___ Provided information ___

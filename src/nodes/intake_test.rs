use bytes::Bytes;

use crate::graph::TurnNode;
use crate::types::{
  ConversationState, ImageInput, NameSource, RouteDecision, SubjectName,
};

use super::intake::IntakeNode;

#[tokio::test]
async fn image_routes_to_classification() {
  let state = ConversationState::new()
    .with_user_message("what is this?")
    .with_image(ImageInput::from_bytes(Bytes::from_static(b"\xff\xd8\xff")));
  let delta = IntakeNode.run(&state).await;
  assert_eq!(delta.scratch.route, Some(RouteDecision::Classify));
}

#[tokio::test]
async fn known_subject_without_image_routes_to_question() {
  let mut state = ConversationState::new().with_user_message("where does it live?");
  state.subject = SubjectName::parse("Macaca fuscata", NameSource::Map);
  let delta = IntakeNode.run(&state).await;
  assert_eq!(delta.scratch.route, Some(RouteDecision::Question));
}

#[tokio::test]
async fn binomial_in_text_routes_to_capture() {
  let state = ConversationState::new().with_user_message("I think I saw a Macaca fuscata today");
  let delta = IntakeNode.run(&state).await;
  assert_eq!(delta.scratch.route, Some(RouteDecision::CaptureName));
}

#[tokio::test]
async fn empty_turn_asks_for_an_image() {
  let state = ConversationState::new().with_user_message("hello!");
  let delta = IntakeNode.run(&state).await;
  assert_eq!(delta.scratch.route, Some(RouteDecision::AskImage));
}

#[tokio::test]
async fn image_wins_over_known_subject() {
  let mut state = ConversationState::new()
    .with_image(ImageInput::from_url("https://photos.example/a.jpg"));
  state.subject = SubjectName::parse("Macaca fuscata", NameSource::Map);
  let delta = IntakeNode.run(&state).await;
  assert_eq!(delta.scratch.route, Some(RouteDecision::Classify));
}
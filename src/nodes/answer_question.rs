//! Terminal node for follow-up questions about an already-identified subject.

use std::sync::Arc;

use async_trait::async_trait;
use tracing::{info, warn};

use crate::collaborators::TextAnswerer;
use crate::config::EngineConfig;
use crate::graph::TurnNode;
use crate::prompts;
use crate::text::truncate;
use crate::types::{ConversationState, Namespace, NodeDelta};

const NO_INFORMATION: &str = "Not enough information was found.";

pub struct AnswerQuestionNode {
  answerer: Arc<dyn TextAnswerer>,
  answer_context_max_chars: usize,
}

impl AnswerQuestionNode {
  pub fn new(answerer: Arc<dyn TextAnswerer>, config: &EngineConfig) -> Self {
    Self {
      answerer,
      answer_context_max_chars: config.answer_context_max_chars,
    }
  }
}

#[async_trait]
impl TurnNode for AnswerQuestionNode {
  fn owns(&self) -> &'static [Namespace] {
    &[]
  }

  async fn run(&self, state: &ConversationState) -> NodeDelta {
    let Some(subject) = state.subject.as_ref() else {
      // Routing only sends turns here with a subject; degrade politely anyway.
      return NodeDelta::assistant_message(NO_INFORMATION);
    };
    let context = state
      .context
      .as_ref()
      .map(|b| truncate(b.text(), self.answer_context_max_chars))
      .unwrap_or_default();
    if context.is_empty() {
      info!(binomial = %subject, "no stored context for follow-up question");
      return NodeDelta::assistant_message(NO_INFORMATION);
    }

    let question = state.latest_user_text().unwrap_or_default();
    let report = self
      .answerer
      .answer(&prompts::qa_prompt(subject.binomial(), question, &context))
      .await;
    if report.status.is_ok() && !report.text.is_empty() {
      NodeDelta::assistant_message(report.text)
    } else {
      warn!(status = %report.status, "follow-up answering failed");
      NodeDelta::assistant_message(NO_INFORMATION)
    }
  }
}
//! Web-search branch of the retrieval fan-out.

use std::sync::Arc;

use async_trait::async_trait;
use tracing::info;

use crate::collaborators::WebSearch;
use crate::graph::TurnNode;
use crate::types::{CallStatus, ConversationState, Namespace, NodeDelta, SearchScratch};

pub struct WebSearchNode {
  search: Arc<dyn WebSearch>,
  max_results: usize,
}

impl WebSearchNode {
  pub fn new(search: Arc<dyn WebSearch>, max_results: usize) -> Self {
    Self {
      search,
      max_results,
    }
  }
}

#[async_trait]
impl TurnNode for WebSearchNode {
  fn owns(&self) -> &'static [Namespace] {
    &[Namespace::Search]
  }

  async fn run(&self, state: &ConversationState) -> NodeDelta {
    let mut delta = NodeDelta::default();
    let Some(subject) = state.subject.as_ref() else {
      delta.scratch.search = Some(SearchScratch {
        status: CallStatus::Invalid,
        summary: None,
      });
      return delta;
    };

    let summary = self.search.search(subject.binomial(), self.max_results).await;
    info!(binomial = %subject, status = %summary.status, hits = summary.results.len(), "web search done");
    delta.scratch.search = Some(SearchScratch {
      status: summary.status,
      summary: Some(summary),
    });
    delta
  }
}
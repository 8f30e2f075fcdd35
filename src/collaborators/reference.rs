//! Reference-page fetcher: full-page plain text for a binomial name.

use std::time::Duration;

use async_trait::async_trait;
use serde::Serialize;
use tracing::warn;

use crate::types::CallStatus;

/// One fetched reference page.
#[derive(Debug, Clone, PartialEq, Serialize)]
pub struct ReferencePage {
  pub status: CallStatus,
  pub title: String,
  pub url: String,
  pub plain_text: String,
  /// Key/value infobox rows; may be empty depending on the backend.
  pub infobox: Vec<(String, String)>,
  pub error: Option<String>,
}

impl ReferencePage {
  pub fn not_found() -> Self {
    Self {
      status: CallStatus::NotFound,
      title: String::new(),
      url: String::new(),
      plain_text: String::new(),
      infobox: Vec::new(),
      error: None,
    }
  }

  pub fn error(detail: impl Into<String>) -> Self {
    Self {
      status: CallStatus::Error,
      title: String::new(),
      url: String::new(),
      plain_text: String::new(),
      infobox: Vec::new(),
      error: Some(detail.into()),
    }
  }
}

/// Fetches the reference page for a binomial name.
#[async_trait]
pub trait ReferencePageFetcher: Send + Sync {
  async fn fetch(&self, binomial: &str) -> ReferencePage;
}

/// Fetcher backed by the MediaWiki extracts API (plain-text page extract,
/// redirects followed). This backend leaves the infobox empty.
pub struct WikipediaFetcher {
  client: reqwest::Client,
  api_base: String,
  page_base: String,
  user_agent: String,
  timeout: Duration,
}

impl WikipediaFetcher {
  pub fn new() -> Self {
    Self {
      client: reqwest::Client::new(),
      api_base: "https://en.wikipedia.org/w/api.php".to_string(),
      page_base: "https://en.wikipedia.org/wiki".to_string(),
      user_agent: "taxograph/0.3 (reference fetcher)".to_string(),
      timeout: Duration::from_secs(12),
    }
  }

  /// Points the fetcher at a different API endpoint (used by tests).
  pub fn with_api_base(mut self, api_base: impl Into<String>) -> Self {
    self.api_base = api_base.into();
    self
  }

  pub fn with_timeout(mut self, timeout: Duration) -> Self {
    self.timeout = timeout;
    self
  }
}

impl Default for WikipediaFetcher {
  fn default() -> Self {
    Self::new()
  }
}

#[async_trait]
impl ReferencePageFetcher for WikipediaFetcher {
  async fn fetch(&self, binomial: &str) -> ReferencePage {
    if binomial.trim().is_empty() {
      return ReferencePage::not_found();
    }

    let response = self
      .client
      .get(&self.api_base)
      .header(reqwest::header::USER_AGENT, &self.user_agent)
      .timeout(self.timeout)
      .query(&[
        ("action", "query"),
        ("prop", "extracts"),
        ("explaintext", "1"),
        ("redirects", "1"),
        ("format", "json"),
        ("titles", binomial),
      ])
      .send()
      .await;

    let response = match response {
      Ok(r) => r,
      Err(e) => {
        warn!(error = %e, title = binomial, "reference fetch failed");
        return if e.is_timeout() {
          ReferencePage {
            status: CallStatus::Timeout,
            error: Some(e.to_string()),
            ..ReferencePage::not_found()
          }
        } else {
          ReferencePage::error(e.to_string())
        };
      }
    };
    if !response.status().is_success() {
      return ReferencePage::error(format!("http {}", response.status()));
    }

    let body: serde_json::Value = match response.json().await {
      Ok(v) => v,
      Err(e) => return ReferencePage::error(e.to_string()),
    };
    let pages = match body["query"]["pages"].as_object() {
      Some(p) if !p.is_empty() => p,
      _ => return ReferencePage::not_found(),
    };
    let page = pages.values().next().expect("non-empty pages object");
    if page.get("missing").is_some() {
      return ReferencePage::not_found();
    }

    let title = page["title"].as_str().unwrap_or(binomial).to_string();
    let plain_text = page["extract"].as_str().unwrap_or("").to_string();
    if plain_text.is_empty() {
      return ReferencePage {
        status: CallStatus::Empty,
        title,
        ..ReferencePage::not_found()
      };
    }
    let url = format!("{}/{}", self.page_base, title.replace(' ', "_"));
    ReferencePage {
      status: CallStatus::Ok,
      title,
      url,
      plain_text,
      infobox: Vec::new(),
      error: None,
    }
  }
}
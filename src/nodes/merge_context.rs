//! Fan-in join: folds both retrieval branches into one context bundle.

use async_trait::async_trait;
use tracing::info;

use crate::config::EngineConfig;
use crate::graph::TurnNode;
use crate::text::truncate;
use crate::types::{
  CallStatus, ContextBundle, ContextScratch, ConversationState, Namespace, NodeDelta,
};

/// Builds the single context block handed to the answerer. Sections carry
/// tagged separators for the model, never shown to the user. Either branch
/// may have failed; whatever arrived is still merged.
pub struct MergeContextNode {
  max_sources: usize,
  max_infobox_rows: usize,
  context_max_chars: usize,
}

impl MergeContextNode {
  pub fn new(config: &EngineConfig) -> Self {
    Self {
      max_sources: config.max_sources,
      max_infobox_rows: config.max_infobox_rows,
      context_max_chars: config.context_max_chars,
    }
  }
}

#[async_trait]
impl TurnNode for MergeContextNode {
  fn owns(&self) -> &'static [Namespace] {
    &[Namespace::Context]
  }

  async fn run(&self, state: &ConversationState) -> NodeDelta {
    let page = state
      .scratch
      .reference
      .as_ref()
      .filter(|r| r.status.is_ok())
      .and_then(|r| r.page.as_ref());
    let summary = state
      .scratch
      .search
      .as_ref()
      .filter(|s| s.status.is_ok())
      .and_then(|s| s.summary.as_ref());

    let mut parts: Vec<String> = Vec::new();
    if let Some(page) = page {
      let meta: Vec<&str> = [page.title.as_str(), page.url.as_str()]
        .into_iter()
        .filter(|s| !s.is_empty())
        .collect();
      if !meta.is_empty() {
        parts.push(meta.join(" | "));
      }
      if !page.infobox.is_empty() {
        let rows: Vec<String> = page
          .infobox
          .iter()
          .take(self.max_infobox_rows)
          .map(|(k, v)| format!("- {k}: {v}"))
          .collect();
        parts.push(format!("<INFOBOX>\n{}\n</INFOBOX>", rows.join("\n")));
      }
      if !page.plain_text.is_empty() {
        parts.push(format!("<REFERENCE>\n{}\n</REFERENCE>", page.plain_text));
      }
    }
    if let Some(summary) = summary {
      let mut lines: Vec<String> = Vec::new();
      if !summary.top_snippet.is_empty() {
        lines.push(summary.top_snippet.clone());
      }
      for result in &summary.results {
        let chunk: Vec<&str> = [
          result.title.as_str(),
          result.snippet.as_str(),
          result.url.as_str(),
        ]
        .into_iter()
        .filter(|s| !s.is_empty())
        .collect();
        if !chunk.is_empty() {
          lines.push(chunk.join(" | "));
        }
      }
      if !lines.is_empty() {
        parts.push(format!("<WEB_SNIPPETS>\n{}\n</WEB_SNIPPETS>", lines.join("\n")));
      }
    }

    let text = truncate(&parts.join("\n\n"), self.context_max_chars);
    let mut bundle = ContextBundle::new(text);
    // Reference page first, then search hits; URLs dedupe in first-seen order.
    if let Some(page) = page {
      bundle.push_citation(page.title.clone(), page.url.clone(), self.max_sources);
    }
    if let Some(summary) = summary {
      for result in &summary.results {
        bundle.push_citation(result.title.clone(), result.url.clone(), self.max_sources);
      }
    }

    let status = if bundle.is_empty() {
      CallStatus::Empty
    } else {
      CallStatus::Ok
    };
    info!(%status, citations = bundle.citations().len(), "context merged");

    let mut delta = NodeDelta::default();
    delta.context = Some(bundle);
    delta.scratch.context = Some(ContextScratch { status });
    delta
  }
}
//! Reference-page branch of the retrieval fan-out.

use std::sync::Arc;

use async_trait::async_trait;
use tracing::info;

use crate::collaborators::ReferencePageFetcher;
use crate::graph::TurnNode;
use crate::types::{CallStatus, ConversationState, Namespace, NodeDelta, ReferenceScratch};

pub struct FetchReferenceNode {
  fetcher: Arc<dyn ReferencePageFetcher>,
}

impl FetchReferenceNode {
  pub fn new(fetcher: Arc<dyn ReferencePageFetcher>) -> Self {
    Self { fetcher }
  }
}

#[async_trait]
impl TurnNode for FetchReferenceNode {
  fn owns(&self) -> &'static [Namespace] {
    &[Namespace::Reference]
  }

  async fn run(&self, state: &ConversationState) -> NodeDelta {
    let mut delta = NodeDelta::default();
    let Some(subject) = state.subject.as_ref() else {
      delta.scratch.reference = Some(ReferenceScratch {
        status: CallStatus::Invalid,
        page: None,
        error: Some("no resolved subject".to_string()),
      });
      return delta;
    };

    let page = self.fetcher.fetch(subject.binomial()).await;
    info!(binomial = %subject, status = %page.status, "reference page fetched");
    delta.scratch.reference = Some(ReferenceScratch {
      status: page.status,
      error: page.error.clone(),
      page: Some(page),
    });
    delta
  }
}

___

§ What you should do:
Copy each line of the listing that carries the string "collaborators".

§ Output for this task:
use crate::collaborators::TextAnswerer;
use crate::collaborators::WebSearch;
filename src/collaborators/reference.rs
use crate::collaborators::ReferencePageFetcher;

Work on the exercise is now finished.